--- Given data Enclosed Below ---

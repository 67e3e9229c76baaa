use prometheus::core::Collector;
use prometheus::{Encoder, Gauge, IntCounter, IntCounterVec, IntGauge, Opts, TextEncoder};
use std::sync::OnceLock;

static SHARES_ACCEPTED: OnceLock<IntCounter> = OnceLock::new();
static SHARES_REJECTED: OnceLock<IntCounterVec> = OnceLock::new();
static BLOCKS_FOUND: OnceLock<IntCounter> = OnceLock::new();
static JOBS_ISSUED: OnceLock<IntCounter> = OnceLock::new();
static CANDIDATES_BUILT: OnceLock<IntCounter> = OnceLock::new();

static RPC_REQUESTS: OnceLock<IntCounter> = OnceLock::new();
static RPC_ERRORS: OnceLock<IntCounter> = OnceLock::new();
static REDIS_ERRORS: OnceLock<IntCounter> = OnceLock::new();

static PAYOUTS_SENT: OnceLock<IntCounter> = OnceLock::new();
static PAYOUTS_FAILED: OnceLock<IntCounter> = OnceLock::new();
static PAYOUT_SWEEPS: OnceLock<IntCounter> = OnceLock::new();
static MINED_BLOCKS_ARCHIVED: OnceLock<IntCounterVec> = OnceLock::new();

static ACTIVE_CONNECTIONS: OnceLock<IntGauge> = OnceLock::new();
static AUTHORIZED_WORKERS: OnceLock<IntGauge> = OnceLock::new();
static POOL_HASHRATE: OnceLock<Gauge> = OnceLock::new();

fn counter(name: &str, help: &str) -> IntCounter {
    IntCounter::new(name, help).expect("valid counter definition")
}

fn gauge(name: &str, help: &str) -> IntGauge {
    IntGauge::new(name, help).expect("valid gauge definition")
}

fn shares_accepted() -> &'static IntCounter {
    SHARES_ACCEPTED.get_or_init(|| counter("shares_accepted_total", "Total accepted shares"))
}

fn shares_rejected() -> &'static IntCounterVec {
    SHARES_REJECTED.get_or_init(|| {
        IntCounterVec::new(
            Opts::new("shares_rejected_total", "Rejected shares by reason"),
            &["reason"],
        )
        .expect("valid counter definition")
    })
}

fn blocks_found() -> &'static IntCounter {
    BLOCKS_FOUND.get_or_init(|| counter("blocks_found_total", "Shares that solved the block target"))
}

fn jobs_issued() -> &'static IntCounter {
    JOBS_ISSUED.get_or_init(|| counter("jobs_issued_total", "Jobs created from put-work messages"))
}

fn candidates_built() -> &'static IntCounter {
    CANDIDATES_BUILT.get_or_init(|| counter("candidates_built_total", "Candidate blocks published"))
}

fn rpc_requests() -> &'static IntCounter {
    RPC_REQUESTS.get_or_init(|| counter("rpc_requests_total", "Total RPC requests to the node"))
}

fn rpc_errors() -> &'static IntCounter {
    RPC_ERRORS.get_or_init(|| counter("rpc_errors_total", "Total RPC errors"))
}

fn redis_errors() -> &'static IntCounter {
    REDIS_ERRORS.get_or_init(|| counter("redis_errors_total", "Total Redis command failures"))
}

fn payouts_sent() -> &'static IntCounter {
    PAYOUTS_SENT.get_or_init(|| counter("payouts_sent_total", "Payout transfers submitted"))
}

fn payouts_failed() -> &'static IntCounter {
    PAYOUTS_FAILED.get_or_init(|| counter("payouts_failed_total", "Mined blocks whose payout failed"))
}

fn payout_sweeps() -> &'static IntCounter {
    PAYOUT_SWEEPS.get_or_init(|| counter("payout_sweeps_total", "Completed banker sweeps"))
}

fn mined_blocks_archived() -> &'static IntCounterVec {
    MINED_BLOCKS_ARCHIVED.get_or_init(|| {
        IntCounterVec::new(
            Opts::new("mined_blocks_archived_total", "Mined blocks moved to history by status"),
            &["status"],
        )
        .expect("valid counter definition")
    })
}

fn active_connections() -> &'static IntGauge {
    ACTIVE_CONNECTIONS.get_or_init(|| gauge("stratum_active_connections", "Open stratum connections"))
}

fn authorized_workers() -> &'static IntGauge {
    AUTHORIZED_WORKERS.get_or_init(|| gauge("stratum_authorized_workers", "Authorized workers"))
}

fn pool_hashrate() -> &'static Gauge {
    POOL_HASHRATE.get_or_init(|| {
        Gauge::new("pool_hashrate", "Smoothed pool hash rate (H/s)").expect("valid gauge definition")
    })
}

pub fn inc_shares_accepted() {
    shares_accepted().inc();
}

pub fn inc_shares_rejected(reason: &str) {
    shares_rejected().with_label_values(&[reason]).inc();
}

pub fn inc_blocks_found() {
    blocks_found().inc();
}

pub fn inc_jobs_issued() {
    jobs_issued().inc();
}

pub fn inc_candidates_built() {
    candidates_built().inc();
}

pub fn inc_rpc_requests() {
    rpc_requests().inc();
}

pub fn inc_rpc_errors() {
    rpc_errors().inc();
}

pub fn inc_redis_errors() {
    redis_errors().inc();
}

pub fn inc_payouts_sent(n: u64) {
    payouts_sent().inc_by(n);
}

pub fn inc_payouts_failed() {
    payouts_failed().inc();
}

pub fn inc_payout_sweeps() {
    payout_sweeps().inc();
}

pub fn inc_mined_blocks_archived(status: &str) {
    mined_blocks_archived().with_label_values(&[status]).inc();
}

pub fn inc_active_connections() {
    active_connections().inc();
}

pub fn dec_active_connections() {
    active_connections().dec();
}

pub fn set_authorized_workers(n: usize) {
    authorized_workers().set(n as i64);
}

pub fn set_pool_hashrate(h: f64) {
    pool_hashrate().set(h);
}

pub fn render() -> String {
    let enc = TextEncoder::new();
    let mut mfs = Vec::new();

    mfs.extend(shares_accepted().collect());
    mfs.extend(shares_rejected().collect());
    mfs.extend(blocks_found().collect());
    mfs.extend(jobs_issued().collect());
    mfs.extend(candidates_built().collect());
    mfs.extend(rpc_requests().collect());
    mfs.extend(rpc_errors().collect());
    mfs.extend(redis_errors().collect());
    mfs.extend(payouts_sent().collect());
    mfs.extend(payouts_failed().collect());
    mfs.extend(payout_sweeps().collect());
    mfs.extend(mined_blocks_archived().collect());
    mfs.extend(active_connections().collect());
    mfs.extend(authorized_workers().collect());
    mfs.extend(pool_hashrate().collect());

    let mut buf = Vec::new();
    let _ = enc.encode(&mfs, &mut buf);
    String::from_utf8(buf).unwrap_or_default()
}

--- End of Enclosed Given data ---
--- Given data Enclosed Below ---

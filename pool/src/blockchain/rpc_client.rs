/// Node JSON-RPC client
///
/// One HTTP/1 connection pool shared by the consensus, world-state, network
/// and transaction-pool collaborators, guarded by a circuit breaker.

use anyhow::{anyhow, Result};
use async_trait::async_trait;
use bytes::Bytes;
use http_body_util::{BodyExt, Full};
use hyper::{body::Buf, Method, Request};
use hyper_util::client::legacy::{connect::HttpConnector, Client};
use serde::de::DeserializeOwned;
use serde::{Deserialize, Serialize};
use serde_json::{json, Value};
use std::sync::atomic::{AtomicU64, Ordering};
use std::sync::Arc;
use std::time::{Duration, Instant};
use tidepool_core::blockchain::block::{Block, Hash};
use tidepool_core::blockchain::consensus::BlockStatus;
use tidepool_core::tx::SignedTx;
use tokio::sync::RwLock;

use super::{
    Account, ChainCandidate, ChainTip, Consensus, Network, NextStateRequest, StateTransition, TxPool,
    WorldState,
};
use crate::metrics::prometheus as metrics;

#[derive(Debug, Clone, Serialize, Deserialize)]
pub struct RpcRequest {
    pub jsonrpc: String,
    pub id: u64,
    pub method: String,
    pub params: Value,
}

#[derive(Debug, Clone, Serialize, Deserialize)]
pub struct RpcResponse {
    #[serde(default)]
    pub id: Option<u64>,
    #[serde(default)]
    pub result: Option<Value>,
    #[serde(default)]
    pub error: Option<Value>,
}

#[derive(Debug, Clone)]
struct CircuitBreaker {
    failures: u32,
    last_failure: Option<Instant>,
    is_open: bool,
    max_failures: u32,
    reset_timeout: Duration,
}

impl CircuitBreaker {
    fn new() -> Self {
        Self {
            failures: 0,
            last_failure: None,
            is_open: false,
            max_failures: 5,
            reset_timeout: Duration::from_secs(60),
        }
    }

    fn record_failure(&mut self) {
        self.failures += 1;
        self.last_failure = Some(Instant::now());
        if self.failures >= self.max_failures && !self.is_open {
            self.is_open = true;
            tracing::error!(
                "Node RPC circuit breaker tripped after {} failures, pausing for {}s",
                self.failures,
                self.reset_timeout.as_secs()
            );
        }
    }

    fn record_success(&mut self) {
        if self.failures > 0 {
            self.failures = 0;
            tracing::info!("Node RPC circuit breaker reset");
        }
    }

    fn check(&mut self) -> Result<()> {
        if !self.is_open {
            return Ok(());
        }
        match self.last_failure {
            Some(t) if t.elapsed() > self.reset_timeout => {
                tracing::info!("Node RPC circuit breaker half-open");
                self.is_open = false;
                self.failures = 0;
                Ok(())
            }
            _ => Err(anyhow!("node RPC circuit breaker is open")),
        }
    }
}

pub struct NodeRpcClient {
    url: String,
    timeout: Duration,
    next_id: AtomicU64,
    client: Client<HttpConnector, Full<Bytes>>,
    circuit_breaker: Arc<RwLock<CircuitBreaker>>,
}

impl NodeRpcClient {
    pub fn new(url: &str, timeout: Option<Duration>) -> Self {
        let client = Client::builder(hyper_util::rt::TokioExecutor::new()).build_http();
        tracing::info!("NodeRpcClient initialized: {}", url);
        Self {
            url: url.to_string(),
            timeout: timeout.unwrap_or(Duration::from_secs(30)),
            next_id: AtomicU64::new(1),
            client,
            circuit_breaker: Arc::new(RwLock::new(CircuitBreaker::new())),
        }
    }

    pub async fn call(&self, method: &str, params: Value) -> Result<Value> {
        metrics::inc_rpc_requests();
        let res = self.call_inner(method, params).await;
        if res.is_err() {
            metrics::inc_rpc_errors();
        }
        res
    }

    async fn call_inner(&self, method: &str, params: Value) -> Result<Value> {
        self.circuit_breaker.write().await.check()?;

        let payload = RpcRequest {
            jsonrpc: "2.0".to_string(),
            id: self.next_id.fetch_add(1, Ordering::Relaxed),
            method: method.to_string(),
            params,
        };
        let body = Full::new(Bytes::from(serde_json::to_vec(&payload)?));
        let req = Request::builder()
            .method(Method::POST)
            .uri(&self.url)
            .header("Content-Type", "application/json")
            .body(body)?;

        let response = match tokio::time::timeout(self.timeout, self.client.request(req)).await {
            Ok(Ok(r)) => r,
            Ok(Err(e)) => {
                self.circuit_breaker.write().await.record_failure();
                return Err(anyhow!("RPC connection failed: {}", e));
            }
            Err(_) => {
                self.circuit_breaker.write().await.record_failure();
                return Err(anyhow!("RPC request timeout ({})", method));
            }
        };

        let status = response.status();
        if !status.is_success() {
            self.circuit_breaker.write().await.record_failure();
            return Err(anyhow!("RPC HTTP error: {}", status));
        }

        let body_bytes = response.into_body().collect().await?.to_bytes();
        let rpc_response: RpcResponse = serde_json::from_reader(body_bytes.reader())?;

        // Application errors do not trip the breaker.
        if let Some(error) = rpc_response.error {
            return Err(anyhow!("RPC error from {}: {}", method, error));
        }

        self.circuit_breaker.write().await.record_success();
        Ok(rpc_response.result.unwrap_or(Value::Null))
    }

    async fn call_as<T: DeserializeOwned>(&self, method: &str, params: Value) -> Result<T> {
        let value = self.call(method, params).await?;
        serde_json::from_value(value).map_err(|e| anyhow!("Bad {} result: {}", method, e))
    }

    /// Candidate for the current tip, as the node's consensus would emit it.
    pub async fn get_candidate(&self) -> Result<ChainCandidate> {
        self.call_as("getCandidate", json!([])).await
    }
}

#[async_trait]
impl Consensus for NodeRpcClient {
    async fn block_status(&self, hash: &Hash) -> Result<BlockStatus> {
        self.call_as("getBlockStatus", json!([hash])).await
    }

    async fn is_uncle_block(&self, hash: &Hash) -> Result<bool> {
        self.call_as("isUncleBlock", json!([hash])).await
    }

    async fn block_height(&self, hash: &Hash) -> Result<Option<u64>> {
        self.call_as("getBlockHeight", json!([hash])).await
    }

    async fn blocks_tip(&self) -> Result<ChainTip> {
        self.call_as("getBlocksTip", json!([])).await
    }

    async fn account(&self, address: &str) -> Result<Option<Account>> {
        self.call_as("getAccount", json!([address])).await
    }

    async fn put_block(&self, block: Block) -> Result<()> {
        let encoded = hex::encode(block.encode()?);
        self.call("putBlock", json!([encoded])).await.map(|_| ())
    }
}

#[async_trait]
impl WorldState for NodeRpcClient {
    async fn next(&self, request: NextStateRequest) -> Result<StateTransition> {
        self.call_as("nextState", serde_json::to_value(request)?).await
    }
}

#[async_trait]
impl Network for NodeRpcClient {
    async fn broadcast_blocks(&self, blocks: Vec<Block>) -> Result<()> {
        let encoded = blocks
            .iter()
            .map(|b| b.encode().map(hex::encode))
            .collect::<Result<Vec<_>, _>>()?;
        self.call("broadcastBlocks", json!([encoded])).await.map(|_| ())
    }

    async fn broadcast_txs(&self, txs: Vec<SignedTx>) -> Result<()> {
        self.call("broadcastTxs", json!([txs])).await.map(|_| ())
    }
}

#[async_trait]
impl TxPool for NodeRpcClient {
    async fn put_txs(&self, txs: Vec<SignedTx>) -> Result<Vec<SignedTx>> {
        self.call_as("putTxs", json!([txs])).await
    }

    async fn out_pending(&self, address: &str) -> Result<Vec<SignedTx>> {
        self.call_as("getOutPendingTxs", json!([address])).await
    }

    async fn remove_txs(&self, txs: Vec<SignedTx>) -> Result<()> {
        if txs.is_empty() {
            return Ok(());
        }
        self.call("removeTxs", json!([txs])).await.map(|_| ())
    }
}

--- End of Enclosed Given data ---

Work instruction. Give the exact lines, and only those, from the line containing "#[derive(Debug, Clone)]" through the line containing "Some(t) if t.elapsed()" in the entries above.

Task solution.
#[derive(Debug, Clone)]
struct CircuitBreaker {
    failures: u32,
    last_failure: Option<Instant>,
    is_open: bool,
    max_failures: u32,
    reset_timeout: Duration,
}

impl CircuitBreaker {
    fn new() -> Self {
        Self {
            failures: 0,
            last_failure: None,
            is_open: false,
            max_failures: 5,
            reset_timeout: Duration::from_secs(60),
        }
    }

    fn record_failure(&mut self) {
        self.failures += 1;
        self.last_failure = Some(Instant::now());
        if self.failures >= self.max_failures && !self.is_open {
            self.is_open = true;
            tracing::error!(
                "Node RPC circuit breaker tripped after {} failures, pausing for {}s",
                self.failures,
                self.reset_timeout.as_secs()
            );
        }
    }

    fn record_success(&mut self) {
        if self.failures > 0 {
            self.failures = 0;
            tracing::info!("Node RPC circuit breaker reset");
        }
    }

    fn check(&mut self) -> Result<()> {
        if !self.is_open {
            return Ok(());
        }
        match self.last_failure {
            Some(t) if t.elapsed() > self.reset_timeout => {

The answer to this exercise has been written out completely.